Brief introduction of Python Pandas data structure
- 2021-07-09 08:38:52
- OfStack
Series
Series is similar to a 1-dimensional array and consists of a set of data and a set of related data labels. Use the Series class of pandas.
import pandas as pd
s1 = pd.Series(['a', 'b', 'c,', 'd'])
print(s1)
# Output: 0 a
# 1 b
# 2 c
# 3 d
# dtype: object
The above is the implementation of passing in 1 list, and the above 0, 1, 2 and 3 are the default labels of data. In addition, you can customize tags through index attributes.
s2 = pd.Series(['1', '2', '3,', '4'],index=['a', 'b', 'c,', 'd']) # index Setting Custom Indexes
print(s2)
In addition, Series can also be transmitted through dictionaries.

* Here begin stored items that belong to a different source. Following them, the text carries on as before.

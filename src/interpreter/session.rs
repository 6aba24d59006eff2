//=====================================================
// File: interpreter/session.rs
//=====================================================
// Author: ZobieLabs
// License: Duality Public License (DPL v1.0)
// Goal: Statement loop and error recovery frames
// Objective: Report recoverable errors and keep going, while letting the
//            termination signal reach the top of the loop untouched
//=====================================================

use tracing::info;

use super::context::Context;
use super::errors::{CallResult, ScriptError, Termination};
use crate::types::ValueRef;

pub type Statement = Box<dyn FnOnce(&mut Context) -> CallResult<Vec<ValueRef>>>;

#[derive(Debug)]
pub enum Outcome {
    Completed(Vec<ValueRef>),
    /// The statement was aborted; the error has been emitted.
    Failed(ScriptError),
}

#[derive(Debug)]
pub struct Session {
    ctx: Context,
}

impl Session {
    pub fn new(ctx: Context) -> Self {
        Self { ctx }
    }

    pub fn context(&self) -> &Context {
        &self.ctx
    }

    pub fn context_mut(&mut self) -> &mut Context {
        &mut self.ctx
    }

    pub fn into_context(self) -> Context {
        self.ctx
    }

    /// Runs one statement. Only a termination request is returned as `Err`.
    pub fn run_statement<F>(&mut self, statement: F) -> Result<Outcome, Termination>
    where
        F: FnOnce(&mut Context) -> CallResult<Vec<ValueRef>>,
    {
        match statement(&mut self.ctx) {
            Ok(values) => Ok(Outcome::Completed(values)),
            Err(interrupt) => {
                let error = interrupt.recoverable()?;
                self.ctx.errors_mut().emit(error.code, error.message.clone());
                Ok(Outcome::Failed(error))
            }
        }
    }

    /// Runs statements in order until they are exhausted or one requests
    /// termination, and returns the process exit status.
    pub fn run<I>(&mut self, statements: I) -> i32
    where
        I: IntoIterator<Item = Statement>,
    {
        for statement in statements {
            if let Err(termination) = self.run_statement(statement) {
                info!(status = termination.status, "session terminated");
                return termination.status;
            }
        }
        self.ctx.config().exit_status()
    }
}

/// A scripting `try ... catch` frame.
///
/// Recoverable errors are handed to `handler`; termination passes through.
pub fn try_catch<T, B, H>(ctx: &mut Context, body: B, handler: H) -> CallResult<T>
where
    B: FnOnce(&mut Context) -> CallResult<T>,
    H: FnOnce(&mut Context, ScriptError) -> CallResult<T>,
{
    match body(ctx) {
        Ok(value) => Ok(value),
        Err(interrupt) => {
            let error = interrupt.recoverable()?;
            handler(ctx, error)
        }
    }
}


//=====================================================
// End of file
//=====================================================
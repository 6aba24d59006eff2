//=====================================================
// File: main.rs
//=====================================================
// Author: ZobieLabs
// License: Duality Public License (DPL v1.0)
// Goal: numscript CLI entry point
// Objective: Call one built-in as a non-interactive session statement and
//            turn a termination request into the process exit status
//=====================================================

use std::path::PathBuf;

use anyhow::{Context as _, Result};
use clap::Parser;
use numscript::gateway::core_builtins;
use numscript::interpreter::Outcome;
use numscript::{
    Context, Double, ExecutionMode, InterpreterConfig, Session, StringArray, ValueRef, logging,
};

#[derive(Debug, Parser)]
#[command(
    name = "numscript",
    about = "Calls a numscript built-in from the command line.",
    version
)]
struct Args {
    /// TOML file with interpreter settings.
    #[arg(long)]
    config: Option<PathBuf>,

    /// Execution mode, overriding the config file.
    #[arg(long, value_enum)]
    mode: Option<ExecutionMode>,

    /// Number of values requested from the call.
    #[arg(long, default_value_t = 1)]
    nargout: usize,

    /// Run the call inside a frame with these argument/return counts.
    #[arg(long, num_args = 2, value_names = ["NARGIN", "NARGOUT"])]
    frame: Option<Vec<usize>>,

    /// Built-in to call.
    function: String,

    /// Arguments: numbers become real scalars, anything else a string.
    #[arg(allow_hyphen_values = true)]
    args: Vec<String>,
}

fn main() -> Result<()> {
    let args = Args::parse();
    let mut config = match &args.config {
        Some(path) => InterpreterConfig::load(path)
            .with_context(|| format!("failed to load {}", path.display()))?,
        None => InterpreterConfig::default(),
    };
    if let Some(mode) = args.mode {
        config.mode = mode;
    }
    logging::init(config.log_filter.as_deref());

    let mut ctx = Context::with_config(&config);
    core_builtins::register(&mut ctx);
    let mut session = Session::new(ctx);

    let call_args: Vec<ValueRef> = args.args.iter().map(|raw| parse_arg(raw)).collect();
    let Args {
        function,
        nargout,
        frame,
        ..
    } = args;
    let outcome = session.run_statement(move |ctx| match frame.as_deref() {
        Some(&[nargin, frame_nargout]) => ctx.with_frame(nargin, frame_nargout, |ctx| {
            ctx.call(&function, &call_args, nargout)
        }),
        _ => ctx.call(&function, &call_args, nargout),
    });

    match outcome {
        Ok(Outcome::Completed(values)) => {
            for value in values {
                println!("{}", value.borrow());
            }
        }
        Ok(Outcome::Failed(error)) => eprintln!("{error}"),
        Err(termination) => std::process::exit(termination.status),
    }
    Ok(())
}

fn parse_arg(raw: &str) -> ValueRef {
    match raw.parse::<f64>() {
        Ok(number) => ValueRef::new(Double::scalar(number)),
        Err(_) => ValueRef::new(StringArray::scalar(raw)),
    }
}

//=====================================================
// End of file
//=====================================================
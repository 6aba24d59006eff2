//=====================================================
// File: types/function.rs
//=====================================================
// Author: ZobieLabs
// License: Duality Public License (DPL v1.0)
// Goal: Native functions as first-class values
// Objective: Wrap a gateway body with its signature and enforce the
//            input/output count rules shared by every built-in
//=====================================================

use std::fmt;

use tracing::debug;

use crate::gateway::{NativeFn, Signature};
use crate::interpreter::{CallResult, Context, ScriptError};

use super::value::ValueRef;

#[derive(Clone, Copy)]
pub struct Function {
    signature: Signature,
    body: NativeFn,
}

impl Function {
    pub fn new(signature: Signature, body: NativeFn) -> Self {
        Self { signature, body }
    }

    pub fn name(&self) -> &'static str {
        self.signature.name
    }

    pub fn signature(&self) -> &Signature {
        &self.signature
    }

    /// Runs the body after checking argument and return counts.
    ///
    /// At most `ret_count` outputs (at least one slot) are handed back; a
    /// body that produces fewer than a multi-value request is an arity error.
    pub fn call(
        &self,
        ctx: &mut Context,
        args: &[ValueRef],
        ret_count: usize,
    ) -> CallResult<Vec<ValueRef>> {
        let signature = &self.signature;
        signature.check_arity(args.len(), ret_count)?;
        debug!(
            function = signature.name,
            inputs = args.len(),
            outputs = ret_count,
            "calling native function"
        );

        let mut outputs = (self.body)(ctx, args, ret_count)?;
        let requested = ret_count.max(1);
        if requested > 1 && outputs.len() < requested {
            return Err(ScriptError::output_count(signature.name, outputs.len()).into());
        }
        outputs.truncate(requested);
        Ok(outputs)
    }
}

impl fmt::Debug for Function {
    fn fmt(&self, f: &mut fmt::Formatter<'_>) -> fmt::Result {
        f.debug_struct("Function")
            .field("signature", &self.signature)
            .finish_non_exhaustive()
    }
}

//=====================================================
// End of file
//=====================================================
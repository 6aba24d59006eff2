//==============================================
// File: tests/argn.rs
// Author: ZobieLabs
// License: Duality Public License (DPL v1.0)
// Goal: argn behaviour inside and outside call frames
// Objective: Check every selector and output-count combination
//==============================================

use numscript::gateway::core_builtins;
use numscript::interpreter::{CODE_GENERIC, CODE_INPUT_COUNT, CODE_OUTPUT_COUNT, NARGOUT};
use numscript::{
    CallResult, Context, Double, ErrorKind, Interrupt, ScriptError, StringArray, ValueRef,
};

fn context() -> Context {
    let mut ctx = Context::new();
    core_builtins::register(&mut ctx);
    ctx
}

/// Calls `argn` from a frame entered with two arguments and three returns.
fn argn_in_frame(ctx: &mut Context, args: &[ValueRef], ret_count: usize) -> CallResult<Vec<ValueRef>> {
    ctx.with_frame(2, 3, |ctx| ctx.call("argn", args, ret_count))
}

fn scalars(values: &[ValueRef]) -> Vec<f64> {
    values
        .iter()
        .map(|value| {
            value
                .borrow()
                .as_double()
                .and_then(|number| number.get_real(0))
                .expect("real scalar output")
        })
        .collect()
}

fn script_error(result: CallResult<Vec<ValueRef>>) -> ScriptError {
    match result {
        Err(Interrupt::Error(error)) => error,
        other => panic!("expected a script error, got {other:?}"),
    }
}

fn selector(which: f64) -> Vec<ValueRef> {
    vec![ValueRef::new(Double::scalar(which))]
}

#[test]
fn single_output_reports_return_count() {
    let mut ctx = context();
    let outputs = argn_in_frame(&mut ctx, &[], 1).expect("argn");
    assert_eq!(scalars(&outputs), vec![3.0]);
}

#[test]
fn two_outputs_report_returns_then_arguments() {
    let mut ctx = context();
    let outputs = argn_in_frame(&mut ctx, &[], 2).expect("argn");
    assert_eq!(scalars(&outputs), vec![3.0, 2.0]);
}

#[test]
fn selectors_pick_one_count() {
    let mut ctx = context();
    let returns = argn_in_frame(&mut ctx, &selector(1.0), 1).expect("argn(1)");
    let arguments = argn_in_frame(&mut ctx, &selector(2.0), 1).expect("argn(2)");
    assert_eq!(scalars(&returns), vec![3.0]);
    assert_eq!(scalars(&arguments), vec![2.0]);
}

#[test]
fn selector_zero_follows_output_count() {
    let mut ctx = context();
    let both = argn_in_frame(&mut ctx, &selector(0.0), 2).expect("[lhs, rhs] = argn(0)");
    let one = argn_in_frame(&mut ctx, &selector(0.0), 1).expect("argn(0)");
    assert_eq!(scalars(&both), vec![3.0, 2.0]);
    assert_eq!(scalars(&one), vec![3.0]);
}

#[test]
fn outputs_share_the_frame_bindings() {
    let mut ctx = context();
    let shared = ctx
        .with_frame(2, 3, |ctx| {
            let outputs = ctx.call("argn", &[], 1)?;
            let bound = ctx.lookup(NARGOUT).expect("nargout bound in frame");
            Ok(outputs[0].ptr_eq(&bound))
        })
        .expect("argn");
    assert!(shared);
}

#[test]
fn unknown_selector_is_a_value_error() {
    let mut ctx = context();
    let error = script_error(argn_in_frame(&mut ctx, &selector(5.0), 1));
    assert_eq!(error.kind, ErrorKind::Value);
    assert_eq!(error.code, CODE_GENERIC);
    assert_eq!(error.position, Some(1));
    assert!(error.message.contains("'0', '1' or '2'"), "{}", error.message);
}

#[test]
fn selector_must_be_a_real_scalar() {
    let mut ctx = context();

    let text = vec![ValueRef::new(StringArray::scalar("1"))];
    assert_eq!(script_error(argn_in_frame(&mut ctx, &text, 1)).kind, ErrorKind::Type);

    let complex = vec![ValueRef::new(Double::complex_scalar(1.0, 2.0))];
    assert_eq!(script_error(argn_in_frame(&mut ctx, &complex, 1)).kind, ErrorKind::Type);

    let row = Double::new(&[1, 2], false).expect("1x2 double");
    let row = vec![ValueRef::new(row)];
    assert_eq!(script_error(argn_in_frame(&mut ctx, &row, 1)).kind, ErrorKind::Shape);
}

#[test]
fn arity_is_checked_before_the_body() {
    let mut ctx = context();

    let two_args = vec![
        ValueRef::new(Double::scalar(1.0)),
        ValueRef::new(Double::scalar(2.0)),
    ];
    let error = script_error(argn_in_frame(&mut ctx, &two_args, 1));
    assert_eq!(error.code, CODE_INPUT_COUNT);

    let error = script_error(argn_in_frame(&mut ctx, &[], 3));
    assert_eq!(error.code, CODE_OUTPUT_COUNT);
    assert_eq!(error.kind, ErrorKind::Arity);
}

#[test]
fn single_count_selector_cannot_fill_two_outputs() {
    let mut ctx = context();
    let error = script_error(argn_in_frame(&mut ctx, &selector(1.0), 2));
    assert_eq!(error.code, CODE_OUTPUT_COUNT);
}

#[test]
fn outside_a_frame_outputs_are_empty_placeholders() {
    let mut ctx = context();

    let one = ctx.call("argn", &[], 1).expect("argn at top level");
    assert_eq!(one.len(), 1);

    let two = ctx.call("argn", &[], 2).expect("[lhs, rhs] = argn() at top level");
    assert_eq!(two.len(), 2);
    for output in one.iter().chain(two.iter()) {
        let value = output.borrow();
        let number = value.as_double().expect("double placeholder");
        assert!(number.is_empty());
        assert_eq!(number.shape(), &[0, 0]);
    }
}

//==============================================
// End of file
//==============================================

s3 = pd.Series({'a':1,'b':2})
print(s3.values) # Pass values Get its value
DataFrame
DataFrame is a data structure composed of 1 set of data and 1 set of indexes, with row index and column index. Similar to excel, it is a tabular data structure. The following is a simple DataFrame data format
Skills
0 python
1 Java
DataFrame class can be passed in list instantiation of 1 dataframe table data object, at this time row and column index is 0 by default. Common is to pass in nested list, nested inside the list can also be ancestral, if not specified index column index from 0, 1, and can be through columns, index self-defined column index and row index. See the following code for details.
import pandas as pd
df2 = pd.DataFrame([('a','A'),('b','B'),('c','C'),('d','D')]) # Biography 1 Nested lists , The data in the nested can be the ancestor or the list
print(df2)
The output format is as follows:
0 1
0 a A
1 b B
2 c C
3 d D
df3 = pd.DataFrame([('a','A'),('b','B'),('c','C'),('d','D')],columns=[' Lowercase ',' Capitalized '])
print(df3)
Lowercase Capitalized
0 a A
1 b B
2 c C
3 d D
A dictionary can also be passed into the DataFrame class to instantiate a table data object of dataframe. At this time, the key of the dictionary is equivalent to the column index, and the row index starts from 0 by default. In addition, the column index can be customized through index.